Kin apparently targeted Friday nights for alleged sex attacks he is supposed to have called his "religious ceremonies."

"The church had Friday night stay overs in preparation for the Saturday Sabbath. These were seen as a chance for the reverend to get closer to his children followers and their parents," lawyer Saga says. "Nearly all of the violations occurred during these stay overs."

Nobody is quite sure of how many women and girls Kin is purported to have had his way with.

"At the moment, we have officially found less than 10 people who claim to be his victims. He started out working on adult women, then gradually looked for somebody younger. He turned first to university students, then high school girls, followed by junior high school girls and, finally, a few years ago, girls in the upper grades of elementary school," Hisoka Murakami, reverend at the Kyoto Assembly of God and an expert on religious cults, says. "I don't think the final number of victims will fall below 20."

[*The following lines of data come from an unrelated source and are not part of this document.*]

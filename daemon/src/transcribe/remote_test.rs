use super::*;
use crate::transcribe::ProgressEvent;
use std::sync::atomic::{AtomicUsize, Ordering};
use std::sync::{Arc, Mutex};
use tempfile::TempDir;
use tokio::io::{AsyncReadExt, AsyncWriteExt};
use tokio::net::{TcpListener, TcpStream};

fn response(status: &str, extra_headers: &str, body: &str) -> String {
    format!(
        "HTTP/1.1 {status}\r\ncontent-type: application/json\r\ncontent-length: {}\r\nconnection: close\r\n{extra_headers}\r\n{body}",
        body.len()
    )
}

fn find(haystack: &[u8], needle: &[u8]) -> Option<usize> {
    haystack
        .windows(needle.len())
        .position(|window| window == needle)
}

/// Read one HTTP request, headers and body.
async fn read_request(socket: &mut TcpStream) -> String {
    let mut buf = Vec::new();
    let mut chunk = [0u8; 8192];
    loop {
        let n = socket.read(&mut chunk).await.unwrap();
        if n == 0 {
            break;
        }
        buf.extend_from_slice(&chunk[..n]);
        let Some(end) = find(&buf, b"\r\n\r\n") else {
            continue;
        };
        let head = String::from_utf8_lossy(&buf[..end]).to_ascii_lowercase();
        let content_length = head
            .lines()
            .find_map(|line| line.strip_prefix("content-length:"))
            .and_then(|value| value.trim().parse::<usize>().ok());
        match content_length {
            Some(len) if buf.len() - end - 4 >= len => break,
            Some(_) => {}
            None if head.contains("transfer-encoding: chunked") => {
                if buf.ends_with(b"0\r\n\r\n") {
                    break;
                }
            }
            None => break,
        }
    }
    String::from_utf8_lossy(&buf).into_owned()
}

struct FakeApi {
    base_url: String,
    hits: Arc<AtomicUsize>,
    requests: Arc<Mutex<Vec<String>>>,
}

/// Serve the canned responses in order, one connection each.
async fn fake_api(responses: Vec<String>) -> FakeApi {
    let listener = TcpListener::bind("127.0.0.1:0").await.unwrap();
    let addr = listener.local_addr().unwrap();
    let hits = Arc::new(AtomicUsize::new(0));
    let requests = Arc::new(Mutex::new(Vec::new()));

    let counter = Arc::clone(&hits);
    let seen = Arc::clone(&requests);
    tokio::spawn(async move {
        for canned in responses {
            let (mut socket, _) = listener.accept().await.unwrap();
            let request = read_request(&mut socket).await;
            seen.lock().unwrap().push(request);
            counter.fetch_add(1, Ordering::SeqCst);
            socket.write_all(canned.as_bytes()).await.unwrap();
            let _ = socket.shutdown().await;
        }
    });

    FakeApi {
        base_url: format!("http://{addr}/v1"),
        hits,
        requests,
    }
}

fn fast_policy(max_retries: u32) -> RetryPolicy {
    RetryPolicy {
        max_retries,
        base: Duration::from_millis(1),
        rate_limit_ceiling: Duration::from_millis(5),
        transient_ceiling: Duration::from_millis(5),
    }
}

fn transcriber(api: &FakeApi, max_retries: u32) -> RemoteTranscriber {
    let config = RemoteConfig {
        base_url: api.base_url.clone(),
        timeout_secs: 10,
        ..RemoteConfig::default()
    };
    RemoteTranscriber::new(&config, "sk-test".into(), fast_policy(max_retries)).unwrap()
}

fn request(language: Option<&str>) -> TranscriptionRequest {
    TranscriptionRequest {
        language: language.map(str::to_string),
        ..TranscriptionRequest::from_config(&crate::config::Config::default())
    }
}

fn audio_file() -> (TempDir, std::path::PathBuf) {
    let temp = TempDir::new().unwrap();
    let path = temp.path().join("clip.wav");
    std::fs::write(&path, b"RIFF....WAVEfmt ").unwrap();
    (temp, path)
}

fn drain(mut rx: tokio::sync::mpsc::UnboundedReceiver<ProgressEvent>) -> Vec<ProgressEvent> {
    let mut events = Vec::new();
    while let Ok(event) = rx.try_recv() {
        events.push(event);
    }
    events
}

#[test]
fn test_classify_status() {
    let hint = Some(Duration::from_secs(7));
    assert_eq!(
        classify_status(StatusCode::TOO_MANY_REQUESTS, hint, "slow down".into()),
        RemoteError::RateLimited {
            retry_after: hint,
            message: "slow down".into()
        }
    );
    assert_eq!(
        classify_status(StatusCode::REQUEST_TIMEOUT, None, "late".into()),
        RemoteError::Timeout("late".into())
    );
    for code in [500, 502, 503, 504] {
        let status = StatusCode::from_u16(code).unwrap();
        assert_eq!(
            classify_status(status, None, "down".into()).class(),
            FailureClass::Transient
        );
    }
    for code in [400, 401, 403, 404, 413, 501] {
        let status = StatusCode::from_u16(code).unwrap();
        assert_eq!(
            classify_status(status, None, "nope".into()).class(),
            FailureClass::Fatal,
            "HTTP {code} must not be retried"
        );
    }
}

#[test]
fn test_retry_hint_only_for_rate_limits() {
    let limited = RemoteError::RateLimited {
        retry_after: Some(Duration::from_secs(3)),
        message: String::new(),
    };
    assert_eq!(limited.retry_hint(), Some(Duration::from_secs(3)));
    assert_eq!(RemoteError::Timeout("t".into()).retry_hint(), None);
}

#[test]
fn test_parse_retry_after() {
    assert_eq!(parse_retry_after("20"), Some(Duration::from_secs(20)));
    assert_eq!(parse_retry_after(" 1.5 "), Some(Duration::from_millis(1500)));
    assert_eq!(parse_retry_after("-1"), None);
    assert_eq!(parse_retry_after("Wed, 21 Oct 2015 07:28:00 GMT"), None);
    assert_eq!(parse_retry_after("inf"), None);
}

#[test]
fn test_huge_retry_after_saturates_and_is_capped() {
    let hint = parse_retry_after("99999999999999999999");
    assert_eq!(hint, Some(Duration::MAX));

    let policy = RetryPolicy::default();
    let wait = retry::backoff_delay(&policy, FailureClass::RateLimited, 1, hint);
    assert_eq!(wait, policy.rate_limit_ceiling);
}

#[tokio::test]
async fn test_huge_retry_after_still_retries() {
    let api = fake_api(vec![
        response(
            "429 Too Many Requests",
            "retry-after: 99999999999999999999\r\n",
            r#"{"error":{"message":"slow down"}}"#,
        ),
        response("200 OK", "", r#"{"text":"hello","language":"english"}"#),
    ])
    .await;
    let (_temp, path) = audio_file();
    let (sink, rx) = ProgressSink::channel();

    let result = transcriber(&api, 3)
        .transcribe(&path, &request(None), &sink)
        .await
        .unwrap();

    assert_eq!(result.text, "hello");
    assert_eq!(api.hits.load(Ordering::SeqCst), 2);
    let retries = drain(rx)
        .into_iter()
        .filter(|event| matches!(event, ProgressEvent::Retry(_)))
        .count();
    assert_eq!(retries, 1);
}

#[test]
fn test_error_message_extraction() {
    let body = r#"{"error":{"message":"You exceeded your current quota","type":"insufficient_quota"}}"#;
    assert_eq!(error_message(body), "You exceeded your current quota");
    assert_eq!(error_message("Bad Gateway"), "Bad Gateway");
    assert_eq!(error_message(""), "no response body");
}

#[test]
fn test_verbose_json_prefers_segments() {
    let payload: VerboseTranscription = serde_json::from_str(
        r#"{"text":"ignored","language":"turkish","segments":[{"text":" Merhaba "},{"text":""},{"text":"dünya"}]}"#,
    )
    .unwrap();

    let result = payload.into_result();

    assert_eq!(result.text, "Merhaba\ndünya");
    assert_eq!(result.language.as_deref(), Some("turkish"));
    assert_eq!(result.language_probability, None);
}

#[test]
fn test_verbose_json_without_segments_uses_text_lines() {
    let payload: VerboseTranscription =
        serde_json::from_str(r#"{"text":" first line \n\nsecond line "}"#).unwrap();

    let result = payload.into_result();

    assert_eq!(result.text, "first line\nsecond line");
    assert_eq!(result.language, None);
}

#[tokio::test]
async fn test_rate_limit_then_success() {
    let api = fake_api(vec![
        response(
            "429 Too Many Requests",
            "retry-after: 0\r\n",
            r#"{"error":{"message":"Rate limit reached"}}"#,
        ),
        response(
            "200 OK",
            "",
            r#"{"text":"selam","language":"turkish","segments":[{"text":"selam"}]}"#,
        ),
    ])
    .await;
    let (_temp, path) = audio_file();
    let (sink, rx) = ProgressSink::channel();

    let result = transcriber(&api, 5)
        .transcribe(&path, &request(Some("tr")), &sink)
        .await
        .unwrap();

    assert_eq!(result.text, "selam");
    assert_eq!(api.hits.load(Ordering::SeqCst), 2);

    let retries: Vec<_> = drain(rx)
        .into_iter()
        .filter_map(|event| match event {
            ProgressEvent::Retry(notice) => Some(notice),
            ProgressEvent::Stage(_) => None,
        })
        .collect();
    assert_eq!(retries.len(), 1);
    assert_eq!(retries[0].attempt, 1);
    assert_eq!(retries[0].class, FailureClass::RateLimited);
    assert_eq!(retries[0].wait, Duration::ZERO);

    let requests = api.requests.lock().unwrap();
    let first = &requests[0];
    assert!(first.starts_with("POST /v1/audio/transcriptions"));
    assert!(first.to_ascii_lowercase().contains("authorization: bearer sk-test"));
    assert!(first.contains("verbose_json"));
    assert!(first.contains("name=\"language\""));
    assert!(first.contains("whisper-1"));
}

#[tokio::test]
async fn test_auto_language_omits_language_field() {
    let api = fake_api(vec![response("200 OK", "", r#"{"text":"hi"}"#)]).await;
    let (_temp, path) = audio_file();

    transcriber(&api, 5)
        .transcribe(&path, &request(None), &ProgressSink::discard())
        .await
        .unwrap();

    assert!(!api.requests.lock().unwrap()[0].contains("name=\"language\""));
}

#[tokio::test]
async fn test_server_errors_exhaust_retries() {
    let api = fake_api(vec![
        response("503 Service Unavailable", "", "overloaded"),
        response("503 Service Unavailable", "", "overloaded"),
        response("503 Service Unavailable", "", "overloaded"),
    ])
    .await;
    let (_temp, path) = audio_file();
    let (sink, rx) = ProgressSink::channel();

    let err = transcriber(&api, 3)
        .transcribe(&path, &request(None), &sink)
        .await
        .unwrap_err();

    assert!(err.is_retries_exhausted());
    assert!(matches!(
        err,
        TranscribeError::Remote(RemoteError::Server { status: 503, .. })
    ));
    assert_eq!(api.hits.load(Ordering::SeqCst), 3);
    let retries = drain(rx)
        .into_iter()
        .filter(|event| matches!(event, ProgressEvent::Retry(_)))
        .count();
    assert_eq!(retries, 2);
}

#[tokio::test]
async fn test_unauthorized_is_not_retried() {
    let api = fake_api(vec![response(
        "401 Unauthorized",
        "",
        r#"{"error":{"message":"Incorrect API key provided"}}"#,
    )])
    .await;
    let (_temp, path) = audio_file();

    let err = transcriber(&api, 5)
        .transcribe(&path, &request(None), &ProgressSink::discard())
        .await
        .unwrap_err();

    assert!(!err.is_retries_exhausted());
    assert!(err.to_string().contains("Incorrect API key"));
    assert_eq!(api.hits.load(Ordering::SeqCst), 1);
}

#[tokio::test]
async fn test_connection_refused_is_transient() {
    let listener = std::net::TcpListener::bind("127.0.0.1:0").unwrap();
    let addr = listener.local_addr().unwrap();
    drop(listener);

    let config = RemoteConfig {
        base_url: format!("http://{addr}/v1"),
        ..RemoteConfig::default()
    };
    let remote = RemoteTranscriber::new(&config, "sk-test".into(), fast_policy(2)).unwrap();
    let (_temp, path) = audio_file();

    let err = remote
        .transcribe(&path, &request(None), &ProgressSink::discard())
        .await
        .unwrap_err();

    assert!(matches!(
        err,
        TranscribeError::Remote(RemoteError::Timeout(_))
    ));
}

#[tokio::test]
async fn test_file_part_content_type_follows_extension() {
    let api = fake_api(vec![response("200 OK", "", r#"{"text":"ok"}"#)]).await;
    let temp = TempDir::new().unwrap();
    let path = temp.path().join("scribe-upload.mp3");
    std::fs::write(&path, b"ID3\x03\x00\x00\x00").unwrap();
    let (sink, _rx) = ProgressSink::channel();

    transcriber(&api, 1)
        .transcribe(&path, &request(None), &sink)
        .await
        .unwrap();

    let requests = api.requests.lock().unwrap();
    let sent = requests[0].to_ascii_lowercase();
    let part = &sent[sent.find("filename=\"scribe-upload.mp3\"").unwrap()..];
    let part_head = &part[..part.find("\r\n\r\n").unwrap()];
    assert!(part_head.contains("content-type: audio/mpeg"), "{part_head}");
    assert!(!sent.contains("audio/wav"));
}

Some people associated with the case have suggested that the Christian leader could have raped as many as 50 people, though their claims are unfounded.

Christians across Japan have been shattered by the case, but none more so than the parents of Kin's alleged victims.

"Doctors heal the body. Clerics are supposed to heal the mind. But this cleric who was supposed to help people did something he should never have done. No sin is greater," the parent of one of Kin's alleged victims tells Shukan Josei. "To sate his own lust, and threaten and cajole children totally ignorant of sex is totally unforgivable. What we are feeling goes well beyond mere anger."